//! Opt-in tracing setup (feature `tracing`).

use tracing_subscriber::util::SubscriberInitExt;
use tracing_subscriber::{fmt, EnvFilter};

/// Install a tracing fmt subscriber filtered by `RUST_LOG` (default
/// `info`). Calling this more than once is a no-op after the first
/// successful initialization.
pub fn init_tracing() {
    let filter = EnvFilter::try_from_default_env().unwrap_or_else(|_| EnvFilter::new("info"));
    let _ = fmt().with_env_filter(filter).finish().try_init();
}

☆ ☆ ☆ ☆ ☆

**Exercise:** Each line from the one containing "filter = EnvFilter::try_from_default_env().unwrap_or_else(|_|" through the end of the material should be restated word for word; leave out every line before it.

**Answer section:**
    let filter = EnvFilter::try_from_default_env().unwrap_or_else(|_| EnvFilter::new("info"));
    let _ = fmt().with_env_filter(filter).finish().try_init();
}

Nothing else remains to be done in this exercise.